The answers given to the Quadratic Equations Important Questions JEE Advanced here are filed with numerous short cut techniques and quick tips. This is very much necessary as the question in the JEE Advanced paper expects to only choose the right answer from the given set of answers. Therefore it is important to have speed and accuracy while solving these sums. 

Here is a list of a few important concepts in this chapter based on which questions have been asked repeatedly in the previous year's papers.

• The general form of quadratic equation

• Conditions for nature of roots using discriminant

• Conditions for minimum and maximum value of parabola

• Conditions for minimum and maximum value of a parabola

• Roots of quadratic equation

• The relation between roots and coefficient of the quadratic equation

• The discriminant of quadratic equations.

The quadratic equation is a second-degree equation. It is generally expressed in the form of ax²+bx+c = 0, where a, b, c are real numbers and a ≠ 0. For example, x²+2x+1 = 0. An algebraic expression with multiple terms is called a polynomial. When the quadratic polynomial is equated to zero, it is called a quadratic polynomial.

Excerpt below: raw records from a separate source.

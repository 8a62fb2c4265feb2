//! In-process store

use std::collections::HashMap;
use std::sync::atomic::{AtomicI64, AtomicU64, Ordering};

use async_trait::async_trait;
use sqlx::types::chrono::{DateTime, Utc};
use tokio::sync::RwLock;
use uuid::Uuid;

use super::{
    ApplicationRepository, CatalogRepository, EligibilityRepository, FormFieldRepository,
    HealthCheck, OtpRepository, StoreError, StoreResult, UserRepository,
};
use crate::application::{Application, ApplicationStatus, StatusChange};
use crate::catalog::{CategoryWithCount, LoanCategory, LoanFilter, LoanProduct};
use crate::eligibility::{EligibilityCheck, EligibilityQuery};
use crate::forms::{FieldScope, FormFieldDefinition};
use crate::models::User;
use crate::otp::{OtpChallenge, OtpPurpose};

#[derive(Default)]
struct Tables {
    loans: HashMap<Uuid, LoanProduct>,
    categories: HashMap<Uuid, LoanCategory>,
    fields: HashMap<Uuid, FormFieldDefinition>,
    applications: HashMap<Uuid, Application>,
    challenges: Vec<OtpChallenge>,
    users: HashMap<Uuid, User>,
    eligibility: HashMap<Uuid, EligibilityCheck>,
}

/// Store backed by process memory
#[derive(Default)]
pub struct MemoryStore {
    tables: RwLock<Tables>,
    application_seq: AtomicU64,
    field_seq: AtomicI64,
}

impl MemoryStore {
    pub fn new() -> Self {
        Self::default()
    }
}

fn conflict(what: &str) -> StoreError {
    StoreError::Conflict(format!("Duplicate {what}"))
}

#[async_trait]
impl CatalogRepository for MemoryStore {
    async fn list_loans(&self, filter: LoanFilter) -> StoreResult<Vec<LoanProduct>> {
        let tables = self.tables.read().await;
        let mut loans: Vec<LoanProduct> = tables
            .loans
            .values()
            .filter(|l| !filter.active_only || l.is_active)
            .filter(|l| filter.loan_type.map_or(true, |t| l.loan_type == t))
            .filter(|l| filter.category_id.map_or(true, |c| l.category_id == Some(c)))
            .cloned()
            .collect();
        loans.sort_by(|a, b| {
            a.display_order
                .cmp(&b.display_order)
                .then_with(|| a.name.cmp(&b.name))
        });
        Ok(loans)
    }

    async fn get_loan(&self, id: Uuid) -> StoreResult<Option<LoanProduct>> {
        Ok(self.tables.read().await.loans.get(&id).cloned())
    }

    async fn get_loan_by_slug(&self, slug: &str) -> StoreResult<Option<LoanProduct>> {
        let tables = self.tables.read().await;
        Ok(tables.loans.values().find(|l| l.slug == slug).cloned())
    }

    async fn insert_loan(&self, loan: &LoanProduct) -> StoreResult<()> {
        let mut tables = self.tables.write().await;
        if tables.loans.values().any(|l| l.slug == loan.slug) {
            return Err(conflict("loan slug"));
        }
        tables.loans.insert(loan.id, loan.clone());
        Ok(())
    }

    async fn update_loan(&self, loan: &LoanProduct) -> StoreResult<()> {
        let mut tables = self.tables.write().await;
        if tables
            .loans
            .values()
            .any(|l| l.slug == loan.slug && l.id != loan.id)
        {
            return Err(conflict("loan slug"));
        }
        tables.loans.insert(loan.id, loan.clone());
        Ok(())
    }

    async fn delete_loan(&self, id: Uuid) -> StoreResult<bool> {
        let mut tables = self.tables.write().await;
        if tables.applications.values().any(|a| a.loan_id == id) {
            return Err(StoreError::Conflict("Record is still referenced".into()));
        }
        let removed = tables.loans.remove(&id).is_some();
        if removed {
            tables.fields.retain(|_, f| f.scope != FieldScope::LoanId(id));
        }
        Ok(removed)
    }

    async fn list_categories(&self) -> StoreResult<Vec<CategoryWithCount>> {
        let tables = self.tables.read().await;
        let mut categories: Vec<CategoryWithCount> = tables
            .categories
            .values()
            .map(|c| CategoryWithCount {
                category: c.clone(),
                loan_count: tables
                    .loans
                    .values()
                    .filter(|l| l.category_id == Some(c.id))
                    .count() as i64,
            })
            .collect();
        categories.sort_by(|a, b| a.category.name.cmp(&b.category.name));
        Ok(categories)
    }

    async fn get_category(&self, id: Uuid) -> StoreResult<Option<LoanCategory>> {
        Ok(self.tables.read().await.categories.get(&id).cloned())
    }

    async fn insert_category(&self, category: &LoanCategory) -> StoreResult<()> {
        let mut tables = self.tables.write().await;
        if tables
            .categories
            .values()
            .any(|c| c.name == category.name || c.slug == category.slug)
        {
            return Err(conflict("category name"));
        }
        tables.categories.insert(category.id, category.clone());
        Ok(())
    }

    async fn update_category(&self, category: &LoanCategory) -> StoreResult<()> {
        let mut tables = self.tables.write().await;
        if tables.categories.values().any(|c| {
            c.id != category.id && (c.name == category.name || c.slug == category.slug)
        }) {
            return Err(conflict("category name"));
        }
        tables.categories.insert(category.id, category.clone());
        Ok(())
    }

    async fn delete_category(&self, id: Uuid) -> StoreResult<bool> {
        let mut tables = self.tables.write().await;
        if tables.loans.values().any(|l| l.category_id == Some(id)) {
            return Err(StoreError::Conflict("Record is still referenced".into()));
        }
        let removed = tables.categories.remove(&id).is_some();
        if removed {
            tables.fields.retain(|_, f| f.scope != FieldScope::CategoryId(id));
        }
        Ok(removed)
    }

    async fn count_loans_in_category(&self, id: Uuid) -> StoreResult<i64> {
        let tables = self.tables.read().await;
        Ok(tables
            .loans
            .values()
            .filter(|l| l.category_id == Some(id))
            .count() as i64)
    }
}

#[async_trait]
impl FormFieldRepository for MemoryStore {
    async fn list_fields(&self, scope: FieldScope) -> StoreResult<Vec<FormFieldDefinition>> {
        let tables = self.tables.read().await;
        let mut fields: Vec<_> = tables
            .fields
            .values()
            .filter(|f| f.scope == scope)
            .cloned()
            .collect();
        fields.sort_by_key(|f| f.seq);
        Ok(fields)
    }

    async fn get_field(&self, id: Uuid) -> StoreResult<Option<FormFieldDefinition>> {
        Ok(self.tables.read().await.fields.get(&id).cloned())
    }

    async fn insert_field(&self, field: &FormFieldDefinition) -> StoreResult<FormFieldDefinition> {
        let mut tables = self.tables.write().await;
        if tables
            .fields
            .values()
            .any(|f| f.scope == field.scope && f.name == field.name)
        {
            return Err(conflict("field name for this scope"));
        }
        let mut stored = field.clone();
        stored.seq = self.field_seq.fetch_add(1, Ordering::SeqCst) + 1;
        tables.fields.insert(stored.id, stored.clone());
        Ok(stored)
    }

    async fn update_field(&self, field: &FormFieldDefinition) -> StoreResult<()> {
        let mut tables = self.tables.write().await;
        if tables
            .fields
            .values()
            .any(|f| f.id != field.id && f.scope == field.scope && f.name == field.name)
        {
            return Err(conflict("field name for this scope"));
        }
        tables.fields.insert(field.id, field.clone());
        Ok(())
    }

    async fn delete_field(&self, id: Uuid) -> StoreResult<bool> {
        Ok(self.tables.write().await.fields.remove(&id).is_some())
    }
}

#[async_trait]
impl ApplicationRepository for MemoryStore {
    async fn next_application_seq(&self) -> StoreResult<u64> {
        Ok(self.application_seq.fetch_add(1, Ordering::SeqCst) + 1)
    }

    async fn insert_application(&self, app: &Application) -> StoreResult<()> {
        let mut tables = self.tables.write().await;
        if tables
            .applications
            .values()
            .any(|a| a.application_number == app.application_number)
        {
            return Err(conflict("application number"));
        }
        tables.applications.insert(app.id, app.clone());
        Ok(())
    }

    async fn get_application(&self, id: Uuid) -> StoreResult<Option<Application>> {
        Ok(self.tables.read().await.applications.get(&id).cloned())
    }

    async fn list_applications(&self, owner: Option<Uuid>) -> StoreResult<Vec<Application>> {
        let tables = self.tables.read().await;
        let mut apps: Vec<_> = tables
            .applications
            .values()
            .filter(|a| owner.map_or(true, |o| a.user_id == o))
            .cloned()
            .collect();
        apps.sort_by(|a, b| b.created_at.cmp(&a.created_at));
        Ok(apps)
    }

    async fn update_application(&self, app: &Application) -> StoreResult<()> {
        let mut tables = self.tables.write().await;
        if let Some(existing) = tables.applications.get_mut(&app.id) {
            existing.personal_info = app.personal_info.clone();
            existing.address = app.address.clone();
            existing.employment_info = app.employment_info.clone();
            existing.loan_details.purpose = app.loan_details.purpose.clone();
            existing.dynamic_fields = app.dynamic_fields.clone();
            existing.updated_at = app.updated_at;
        }
        Ok(())
    }

    async fn transition(
        &self,
        id: Uuid,
        from: &[ApplicationStatus],
        change: &StatusChange,
    ) -> StoreResult<Option<Application>> {
        let mut tables = self.tables.write().await;
        match tables.applications.get_mut(&id) {
            Some(app) if from.contains(&app.status) => {
                change.apply(app);
                Ok(Some(app.clone()))
            }
            _ => Ok(None),
        }
    }

    async fn count_for_loan(&self, loan_id: Uuid) -> StoreResult<i64> {
        let tables = self.tables.read().await;
        Ok(tables
            .applications
            .values()
            .filter(|a| a.loan_id == loan_id)
            .count() as i64)
    }
}

#[async_trait]
impl OtpRepository for MemoryStore {
    async fn replace_challenge(&self, challenge: &OtpChallenge) -> StoreResult<()> {
        let mut tables = self.tables.write().await;
        for old in tables.challenges.iter_mut().filter(|c| {
            c.identifier_key == challenge.identifier_key
                && c.purpose == challenge.purpose
                && c.consumed_at.is_none()
        }) {
            old.consumed_at = Some(challenge.created_at);
        }
        tables.challenges.push(challenge.clone());
        Ok(())
    }

    async fn consume_challenge(
        &self,
        identifier_key: &str,
        purpose: OtpPurpose,
        code_hash: &str,
        now: DateTime<Utc>,
    ) -> StoreResult<bool> {
        let mut tables = self.tables.write().await;
        let found = tables.challenges.iter_mut().find(|c| {
            c.identifier_key == identifier_key
                && c.purpose == purpose
                && c.code_hash == code_hash
                && c.is_live(now)
        });
        match found {
            Some(challenge) => {
                challenge.consumed_at = Some(now);
                Ok(true)
            }
            None => Ok(false),
        }
    }

    async fn purge_challenges(&self, now: DateTime<Utc>) -> StoreResult<u64> {
        let mut tables = self.tables.write().await;
        let before = tables.challenges.len();
        tables.challenges.retain(|c| c.is_live(now));
        Ok((before - tables.challenges.len()) as u64)
    }
}

#[async_trait]
impl UserRepository for MemoryStore {
    async fn get_user(&self, id: Uuid) -> StoreResult<Option<User>> {
        Ok(self.tables.read().await.users.get(&id).cloned())
    }

    async fn find_user_by_email(&self, email: &str) -> StoreResult<Option<User>> {
        let tables = self.tables.read().await;
        Ok(tables.users.values().find(|u| u.email == email).cloned())
    }

    async fn insert_user(&self, user: &User) -> StoreResult<()> {
        let mut tables = self.tables.write().await;
        if tables.users.values().any(|u| u.email == user.email) {
            return Err(conflict("email"));
        }
        tables.users.insert(user.id, user.clone());
        Ok(())
    }

    async fn update_user(&self, user: &User) -> StoreResult<()> {
        self.tables.write().await.users.insert(user.id, user.clone());
        Ok(())
    }
}

#[async_trait]
impl EligibilityRepository for MemoryStore {
    async fn insert_check(&self, check: &EligibilityCheck) -> StoreResult<()> {
        self.tables
            .write()
            .await
            .eligibility
            .insert(check.id, check.clone());
        Ok(())
    }

    async fn get_check(&self, id: Uuid) -> StoreResult<Option<EligibilityCheck>> {
        Ok(self.tables.read().await.eligibility.get(&id).cloned())
    }

    async fn list_checks(
        &self,
        query: &EligibilityQuery,
        offset: i64,
        limit: i64,
    ) -> StoreResult<(Vec<EligibilityCheck>, i64)> {
        let tables = self.tables.read().await;
        let mut matching: Vec<_> = tables
            .eligibility
            .values()
            .filter(|c| query.email.as_deref().map_or(true, |e| c.email == e))
            .filter(|c| query.loan_id.map_or(true, |l| c.loan_id == Some(l)))
            .cloned()
            .collect();
        matching.sort_by(|a, b| b.created_at.cmp(&a.created_at));
        let total = matching.len() as i64;
        let page = matching
            .into_iter()
            .skip(offset.max(0) as usize)
            .take(limit.max(0) as usize)
            .collect();
        Ok((page, total))
    }
}

#[async_trait]
impl HealthCheck for MemoryStore {
    async fn is_healthy(&self) -> bool {
        true
    }

    fn backend(&self) -> &'static str {
        "memory"
    }
}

Roots of a Quadratic Equation:

If a value of x satisfies the quadratic equation, then they are called roots of the quadratic equation. They are also called zeros of solutions of the equation. An equation can be solved either by the factorisation method where you factorize the equation and equate it to zero or by using the quadratic formula. They both give solutions to the equation.

Sum and Product of Roots:

If α and β are said to be the roots of the quadratic equation ax2+bx+c = 0,

Then the product of the roots is αβ = c/a

The sum of the roots is α + β = -b/a

Nature of Roots:

 D in quadratic equation denotes discriminant

• If D is equal to 0, the roots of the equation are real and equal.

• If D is greater than 0, the roots of the equation are real and unequal.

• If D is less than 0, the roots of the equation are imaginary and unequal.

• If D is greater than 0 and D is a perfect square, the roots of the equation are rational and unequal.

• If D is greater than 0 and D is not a perfect square, the roots of the equation are irrational and unequal.

Graph of a Quadratic Equation:

Consider a quadratic equation ax²+bx+c = 0, where a, b, and c are real and

 a is not equal to 0. The figure we see on the graph of a quadratic equation is a parabola.

• Case 1: If a>0, D > 0: the graph of the equation is concave upwards and intersects the x-axis at two points. Then the equation will have two real roots. The curve is always above the x-axis

• Case 2: If a>0, D = 0:  the graph of the equation curves upwards and intersects the x-axis at one point. The equation will have two equal roots

• Case 3: If a>0, D < 0: the graph has a curve upwards in a concave shape.  The curve does not intersect the x-axis and the equation has imaginary roots.

• Case 4: If a<0, D>0:  the graph has a curve downwards in a concave shape and intersects the x-axis at two points. The roots of the equation are two real roots.

• Case 5: If a<0, D=0: the parabola is curved downwards and intersects the x-axis at one point. The equation will have two equal roots.

• Case 6: If a<0, D<0: the parabola is concave downwards and does not intersect the x-axis at any point. The equation will have imaginary roots.